The resolution calls for a mapping exercise to identify the number of vaccines required for seafarers ashore at seafarer supplying countries.
The resolution builds upon the proposal for a global seafarers vaccination programme presented by Cyprus earlier this year to the Imo, the ICS, and the European Union and is seen as a concrete step in identifying the magnitude of the vaccination challenge and then proceeding, working with the World Health Organisation (WHO) and pharmaceutical companies, to secure sufficient vaccines for seafarers.

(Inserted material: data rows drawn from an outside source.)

//! Email thread, body, and shipment-link endpoints (base spec §6).

use std::io::Read;

use flate2::read::GzDecoder;
use rocket::response::status::{Created, NoContent};
use rocket::serde::json::Json;
use rocket::State;
use rocket_okapi::openapi;
use sqlx::PgPool;

use crate::error::ApiError;
use crate::models::{EmailBody, EmailShipmentLink, EmailThreadDetail, LinkEmailRequest};
use crate::store;

#[openapi(tag = "Emails")]
#[get("/emails/<thread_id>/thread")]
pub async fn get_thread(
    pool: &State<PgPool>,
    thread_id: &str,
) -> Result<Json<EmailThreadDetail>, ApiError> {
    let thread = store::threads::get_thread_by_gmail_thread_id(pool.inner(), thread_id)
        .await?
        .ok_or_else(|| ApiError::NotFound(format!("thread {thread_id} not found")))?;
    let messages = store::emails::get_emails_by_thread_id(pool.inner(), thread_id).await?;

    Ok(Json(EmailThreadDetail { thread, messages }))
}

#[openapi(tag = "Emails")]
#[get("/emails/<email_id>/body")]
pub async fn get_body(pool: &State<PgPool>, email_id: i32) -> Result<Json<EmailBody>, ApiError> {
    let email = store::emails::get_by_id(pool.inner(), email_id).await?;

    let plain_text = match &email.body_text {
        Some(text) => Some(text.clone()),
        None => decompress(email.body_compressed.as_deref()),
    };

    Ok(Json(EmailBody {
        plain_text,
        html_text: email.body_html,
        subject: email.subject,
        from: email.from_address,
        date: email.date,
    }))
}

fn decompress(compressed: Option<&[u8]>) -> Option<String> {
    let compressed = compressed?;
    let mut decoder = GzDecoder::new(compressed);
    let mut out = String::new();
    decoder.read_to_string(&mut out).ok()?;
    Some(out)
}

#[openapi(tag = "Emails")]
#[post("/emails/<email_id>/link/<shipment_id>", data = "<request>")]
pub async fn link(
    pool: &State<PgPool>,
    email_id: i32,
    shipment_id: i32,
    request: Json<LinkEmailRequest>,
) -> Result<Created<Json<EmailShipmentLink>>, ApiError> {
    let req = request.into_inner();
    store::emails::get_by_id(pool.inner(), email_id).await?;
    store::shipments::get_by_id(pool.inner(), shipment_id).await?;

    store::links::link_email_to_shipment(
        pool.inner(),
        email_id,
        shipment_id,
        req.link_type.as_deref().unwrap_or("manual"),
        &req.tracking_number,
        req.created_by.as_deref().unwrap_or("api"),
    )
    .await?;

    let link = store::links::get_links_for_shipment(pool.inner(), shipment_id)
        .await?
        .into_iter()
        .find(|l| l.email_id == email_id)
        .ok_or_else(|| ApiError::Internal("link vanished immediately after creation".to_string()))?;

    let location = format!("/api/emails/{email_id}/link/{shipment_id}");
    Ok(Created::new(location).body(Json(link)))
}

#[openapi(tag = "Emails")]
#[delete("/emails/<email_id>/link/<shipment_id>")]
pub async fn unlink(
    pool: &State<PgPool>,
    email_id: i32,
    shipment_id: i32,
) -> Result<NoContent, ApiError> {
    store::links::unlink_email_from_shipment(pool.inner(), email_id, shipment_id).await?;
    Ok(NoContent)
}
//! Per-carrier tracking number format validation, shared between each
//! `CarrierClient::validate` and the extractor's candidate filter (base spec
//! §4.2, §4.6).

use regex::Regex;
use std::sync::LazyLock;

static UPS_RE: LazyLock<Regex> = LazyLock::new(|| Regex::new(r"^1Z[0-9A-Z]{16}$").unwrap());
static USPS_RE: LazyLock<Regex> =
    LazyLock::new(|| Regex::new(r"^(\d{20,22}|[A-Z]{2}\d{9}US)$").unwrap());
static FEDEX_RE: LazyLock<Regex> = LazyLock::new(|| Regex::new(r"^\d{12}$|^\d{15}$|^\d{20}$").unwrap());
static DHL_RE: LazyLock<Regex> = LazyLock::new(|| Regex::new(r"^\d{10,11}$").unwrap());
static AMAZON_RE: LazyLock<Regex> = LazyLock::new(|| Regex::new(r"^TBA\d{12}$").unwrap());

/// UPS check-digit algorithm: over the 15-character body between the `1Z`
/// prefix and the trailing check digit, letters map to `(c - 'A' + 2) % 10`
/// (A=2 ... Z=7) and digits pass through; odd positions (1-indexed from the
/// left) weight ×1, even positions weight ×2; the check digit must equal
/// `(10 - sum % 10) % 10`.
fn ups_checksum_ok(tracking_number: &str) -> bool {
    let Some(check_digit) = tracking_number.chars().last().and_then(|c| c.to_digit(10)) else {
        return false;
    };
    let body = &tracking_number[2..tracking_number.len() - 1];

    let mut sum = 0u32;
    for (i, c) in body.chars().enumerate() {
        let value = if c.is_ascii_digit() {
            c.to_digit(10).unwrap()
        } else {
            (c as u32 - 'A' as u32 + 2) % 10
        };
        let weight = if (i + 1) % 2 == 1 { 1 } else { 2 };
        sum += value * weight;
    }

    check_digit == (10 - sum % 10) % 10
}

pub fn validate(carrier: &str, tracking_number: &str) -> bool {
    let tn = tracking_number.trim().to_uppercase();
    match carrier {
        "ups" => UPS_RE.is_match(&tn) && ups_checksum_ok(&tn),
        "usps" => USPS_RE.is_match(&tn),
        "fedex" => FEDEX_RE.is_match(&tn),
        "dhl" => DHL_RE.is_match(&tn),
        "amazon" => AMAZON_RE.is_match(&tn),
        _ => false,
    }
}

/// Regexes used by the extractor to find tracking-number *candidates* in
/// free text, independent of the stricter per-carrier format validators
/// above (base spec §4.6): a candidate that matches the pattern but fails
/// `validate` is dropped before scoring.
pub fn candidate_patterns() -> &'static [(&'static str, Regex)] {
    static PATTERNS: LazyLock<Vec<(&'static str, Regex)>> = LazyLock::new(|| {
        vec![
            ("ups", Regex::new(r"\b1Z[0-9A-Z]{16}\b").unwrap()),
            ("usps", Regex::new(r"\b(\d{20,22}|[A-Z]{2}\d{9}US)\b").unwrap()),
            ("fedex", Regex::new(r"\b(\d{12}|\d{15}|\d{20})\b").unwrap()),
            ("dhl", Regex::new(r"\b\d{10,11}\b").unwrap()),
            ("amazon", Regex::new(r"\bTBA\d{12}\b").unwrap()),
        ]
    });
    &PATTERNS
}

The approach requires social partners, in consultation with shipowners' and seafarers' organisations and in coordination with governments and the Imo, to undertake a mapping exercise to identify the number of vaccines required for seafarers ashore.
Vassilios Demetriades, Cyprus Shipping Minister, said: "The challenge of facilitating crew changes has had a significant impact on the mental and physical well-being of seafarers and safety of vessels over the past year.
“Cyprus has always been dedicated to social responsibility and taking a proactive approach to the global challenges faced by shipping. We were determined to find a realistic approach to a global seafarer vaccination program and are extremely pleased to see our draft resolution accepted by the ILO.
Demitriadis said the next step is to engage in active conversations with the ICS and the ITF to define the way forward and put this plan into action.
Cyprus was one of the first countries worldwide that recognised seafarers as key workers and introduced all necessary measures to facilitate crew changes amid the Covid-19 pandemic. These measures have resulted in more than 1,200 seafarers being repatriated through Cyprus' ports and airports in the past 12 months.